The diagnostic approach used by the authors was very simple [9] and could be improved relatively easily, which may decrease the mortality rate. Fifty-six percent of the patients were admitted for coma and 48% for seizures; for the majority, this epileptic phenomenon was inaugural. Coma and epilepsy were explored by intermittent EEG, performed according to the clinical setting. No data are provided regarding the duration or frequency of these EEGs, except that they were “intermittent.” Although continuous EEG monitoring can easily be performed for prolonged periods of time, it is not widely available, mostly due to the cost of the technology and the lack of experienced neurologists able to read these EEGs. Among general patients admitted to neuro-ICUs, 11–55% have been reported to have electrographic seizures [12]. Using continuous EEG monitoring, Jordan et al. [13] noted that, among 124 patients admitted to the neuro-ICU, 34% had seizures, which were non-convulsive status epilepticus in 76% of cases. In 570 patients undergoing continuous EEG monitoring for detection of subclinical seizures or an unexplained decreased level of consciousness, 19% had seizures, most of which were non-convulsive; 88% were detected during the first 24 h, but the rest needed more than 24 h of monitoring to be detected [14]. After control of convulsive status epilepticus, 48% of patients continued to show electrographic seizures on continuous EEG monitoring, and 14% had non-convulsive status epilepticus [15]. Even when treated with intravenous drugs (such as propofol, midazolam or barbiturates), 12–51% of patients in refractory status epilepticus still had subclinical breakthrough electrographic seizures, and 43–63% had withdrawal seizures at the end of the pharmacological coma [16]. In medical ICU patients mostly admitted for sepsis, 10% had electrographic seizures, and 17% had periodic epileptiform discharges [17]; 67% of the seizures had no detectable clinical correlate and were detected only by continuous EEG monitoring. Mc Hugh et al. [18] analyzed the rate of electrographic seizure detection in the ICU using intermittent EEG and reported electrographic seizures in only 2% of their routine EEGs, which was far less than expected. This last study illustrates the fact that intermittent “routine” EEG is insufficient for detection of non-convulsive seizures and can lead to unacceptable delays in providing adequate treatment.

Video recording synchronized with continuous EEGs is very helpful, enabling subtle clinical correlates to be identified. It can also help detect artifacts, which are numerous in the ICU setting, e.g., respiratory physiotherapy can mimic rhythmic delta activity on the EEG and can be misinterpreted as a seizure. With video surveillance, the EEG reader can also see when the patient is being stimulated, which can lead to major changes in the EEG pattern.

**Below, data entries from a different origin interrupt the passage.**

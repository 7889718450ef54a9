use calamine::{Data, DataType, Reader, Xls, Xlsx};
use chrono::{Duration, NaiveTime};
use log::info;
use std::collections::HashMap;
use std::io::Cursor;
use std::path::Path;

use crate::error::{Result, SweeperError};
use crate::frame::{Column, Frame, Value};

/// Tokens read as missing values in CSV input
const NA_VALUES: &[&str] = &[
    "", "#N/A", "#N/A N/A", "#NA", "-1.#IND", "-1.#QNAN", "-NaN", "-nan", "1.#IND", "1.#QNAN",
    "<NA>", "N/A", "NA", "NULL", "NaN", "None", "n/a", "nan", "null",
];

const TRUE_VALUES: &[&str] = &["True", "TRUE", "true"];
const FALSE_VALUES: &[&str] = &["False", "FALSE", "false"];

/// Input formats recognised by their file extension
#[derive(Clone, Copy, Debug, PartialEq, Eq)]
pub enum FileFormat {
    Csv,
    Xlsx,
    Xls,
}

impl FileFormat {
    /// Detects the format from a file name
    ///
    /// # Errors
    /// * [`SweeperError::UnsupportedFormat`] when the extension is missing or
    ///   not one of `csv`, `xlsx`, `xls` (case-insensitive)
    pub fn from_file_name(file_name: &str) -> Result<Self> {
        let extension = Path::new(file_name)
            .extension()
            .and_then(|ext| ext.to_str())
            .map(|ext| ext.to_lowercase());

        match extension.as_deref() {
            Some("csv") => Ok(FileFormat::Csv),
            Some("xlsx") => Ok(FileFormat::Xlsx),
            Some("xls") => Ok(FileFormat::Xls),
            Some(ext) => Err(SweeperError::UnsupportedFormat {
                file: file_name.to_string(),
                extension: format!(".{}", ext),
            }),
            None => Err(SweeperError::UnsupportedFormat {
                file: file_name.to_string(),
                extension: "(none)".to_string(),
            }),
        }
    }
}

/// Detect file type and load appropriate format
///
/// This function examines the file name's extension and parses `bytes`
/// with the matching reader.
///
/// # Arguments
/// * `file_name` - Name of the uploaded file, used for dispatch and errors
/// * `bytes` - Raw file contents
///
/// # Returns
/// * `Result<Frame>` - The loaded frame or an error naming the file
///
/// # Examples
/// ```
/// use data_sweeper::loader::load_frame;
///
/// let frame = load_frame("people.csv", b"name,age\nann,31\n").unwrap();
/// assert_eq!(frame.column_names(), vec!["name", "age"]);
/// ```
pub fn load_frame(file_name: &str, bytes: &[u8]) -> Result<Frame> {
    let frame = match FileFormat::from_file_name(file_name)? {
        FileFormat::Csv => from_csv(file_name, bytes)?,
        FileFormat::Xlsx => from_excel::<Xlsx<_>>(file_name, bytes)?,
        FileFormat::Xls => from_excel::<Xls<_>>(file_name, bytes)?,
    };

    info!(
        "loaded {} ({} rows x {} columns)",
        file_name,
        frame.height(),
        frame.width()
    );
    Ok(frame)
}

/// Load a frame from CSV bytes
///
/// The first record is the header. Column types are inferred per column:
/// numeric when every present field parses as a number, boolean when
/// every present field is a true/false token, text otherwise.
pub fn from_csv(file_name: &str, bytes: &[u8]) -> Result<Frame> {
    let bytes = bytes.strip_prefix(b"\xEF\xBB\xBF").unwrap_or(bytes);

    let mut reader = csv::ReaderBuilder::new()
        .has_headers(true)
        .flexible(true)
        .from_reader(bytes);

    let headers = reader
        .headers()
        .map_err(|e| SweeperError::parse(file_name, e))?
        .clone();
    if headers.is_empty() || (headers.len() == 1 && headers[0].trim().is_empty()) {
        return Err(SweeperError::parse(file_name, "No columns to parse from file"));
    }

    let width = headers.len();
    let mut raw: Vec<Vec<String>> = vec![Vec::new(); width];

    for result in reader.records() {
        let record = result.map_err(|e| SweeperError::parse(file_name, e))?;
        if record.len() > width {
            let line = record.position().map_or(0, |p| p.line());
            return Err(SweeperError::parse(
                file_name,
                format!(
                    "Expected {} fields in line {}, saw {}",
                    width,
                    line,
                    record.len()
                ),
            ));
        }
        for (c, column) in raw.iter_mut().enumerate() {
            column.push(record.get(c).unwrap_or("").to_string());
        }
    }

    let names = unique_headers(headers.iter().map(str::to_string).collect());
    let columns = names
        .into_iter()
        .zip(raw)
        .map(|(name, fields)| Column {
            name,
            values: infer_column(fields),
        })
        .collect();

    Ok(Frame::from_columns(columns))
}

/// Load a frame from spreadsheet bytes
///
/// Only the first worksheet is read and its first row becomes the header.
/// An empty worksheet yields an empty frame.
pub fn from_excel<R>(file_name: &str, bytes: &[u8]) -> Result<Frame>
where
    R: Reader<Cursor<Vec<u8>>>,
    R::Error: std::fmt::Display,
{
    let mut workbook = R::new(Cursor::new(bytes.to_vec()))
        .map_err(|e| SweeperError::parse(file_name, e))?;

    let range = workbook
        .worksheet_range_at(0)
        .ok_or_else(|| SweeperError::parse(file_name, "No sheets found in workbook"))?
        .map_err(|e| SweeperError::parse(file_name, e))?;

    let mut rows = range.rows();
    let Some(header_row) = rows.next() else {
        return Ok(Frame::default());
    };

    let headers = unique_headers(header_row.iter().map(header_text).collect());
    let data = rows
        .map(|row| row.iter().map(cell_value).collect())
        .collect();

    Ok(Frame::from_rows(headers, data))
}

fn cell_value(cell: &Data) -> Value {
    match cell {
        Data::Int(i) => Value::Int(*i),
        Data::Float(f) => Value::Number(*f),
        Data::String(s) if s.is_empty() => Value::Empty,
        Data::String(s) => Value::Text(s.clone()),
        Data::Bool(b) => Value::Bool(*b),
        Data::DateTime(d) if d.is_duration() => cell
            .as_duration()
            .map_or_else(|| Value::Text(cell.to_string()), |d| Value::Text(duration_text(d))),
        Data::DateTime(_) | Data::DateTimeIso(_) => cell
            .as_datetime()
            .or_else(|| cell.as_date().map(|d| d.and_time(NaiveTime::MIN)))
            .map_or_else(|| Value::Text(cell.to_string()), Value::DateTime),
        Data::DurationIso(s) => Value::Text(s.clone()),
        Data::Empty | Data::Error(_) => Value::Empty,
    }
}

/// Formats a duration cell as `<days> days HH:MM:SS`
fn duration_text(duration: Duration) -> String {
    let seconds = duration.num_seconds();
    let (days, rest) = (seconds.div_euclid(86_400), seconds.rem_euclid(86_400));
    format!(
        "{} days {:02}:{:02}:{:02}",
        days,
        rest / 3600,
        rest % 3600 / 60,
        rest % 60
    )
}

fn header_text(cell: &Data) -> String {
    match cell_value(cell) {
        Value::Empty => String::new(),
        value => value.to_string(),
    }
}

/// Names empty headers `Unnamed: <index>` and suffixes repeats with `.1`, `.2`, ...
fn unique_headers(raw: Vec<String>) -> Vec<String> {
    let mut counts: HashMap<String, usize> = HashMap::new();
    let mut names = Vec::with_capacity(raw.len());

    for (i, name) in raw.into_iter().enumerate() {
        let base = if name.trim().is_empty() {
            format!("Unnamed: {}", i)
        } else {
            name
        };

        let mut candidate = base.clone();
        if let Some(&seen) = counts.get(&base) {
            let mut n = seen;
            loop {
                n += 1;
                candidate = format!("{}.{}", base, n);
                if !counts.contains_key(&candidate) {
                    break;
                }
            }
            counts.insert(base, n);
        }
        counts.insert(candidate.clone(), 0);
        names.push(candidate);
    }

    names
}

fn is_missing(field: &str) -> bool {
    NA_VALUES.contains(&field)
}

fn parse_int(field: &str) -> Option<i64> {
    field.trim().parse::<i64>().ok()
}

fn parse_number(field: &str) -> Option<f64> {
    let trimmed = field.trim();
    if trimmed.is_empty() {
        return None;
    }
    trimmed.parse::<f64>().ok()
}

fn parse_bool(field: &str) -> Option<bool> {
    if TRUE_VALUES.contains(&field) {
        Some(true)
    } else if FALSE_VALUES.contains(&field) {
        Some(false)
    } else {
        None
    }
}

fn typed<T>(fields: &[String], parse: fn(&str) -> Option<T>, wrap: fn(T) -> Value) -> Vec<Value> {
    fields
        .iter()
        .map(|f| {
            if is_missing(f) {
                Value::Empty
            } else {
                parse(f).map_or(Value::Empty, wrap)
            }
        })
        .collect()
}

/// Types a column of raw CSV fields as a whole
fn infer_column(fields: Vec<String>) -> Vec<Value> {
    let present = || fields.iter().filter(|f| !is_missing(f));

    // Integer columns stay exact; one fractional field makes the whole column float
    if present().all(|f| parse_int(f).is_some()) {
        return typed(&fields, parse_int, Value::Int);
    }

    if present().all(|f| parse_number(f).is_some()) {
        return typed(&fields, parse_number, Value::Number);
    }

    if present().all(|f| parse_bool(f).is_some()) {
        return fields
            .iter()
            .map(|f| parse_bool(f).map_or(Value::Empty, Value::Bool))
            .collect();
    }

    fields
        .into_iter()
        .map(|f| if is_missing(&f) { Value::Empty } else { Value::Text(f) })
        .collect()
}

Seizures can increase metabolic demands in injured cerebral zones, which may lead to increased damage. Early recognition of electrographic seizures and status epilepticus is important to limit this effect. Moreover, the prognosis of status epilepticus is highly dependent on the administration of early, effective treatment. The general rule “time is brain” also applies to oncological patients.

In conclusion, this retrospective study reported that the ICU and hospital mortality rates of patients with mostly haematological tumours admitted for neurological complications reached 28 and 45%, respectively. The main causes of the neurological alterations were seizures and toxicity-induced treatment. Rapid diagnosis, including continuous EEG monitoring, may reduce mortality rates. These data should encourage the intensivist to admit these patients to the ICU, enabling them to receive optimal care.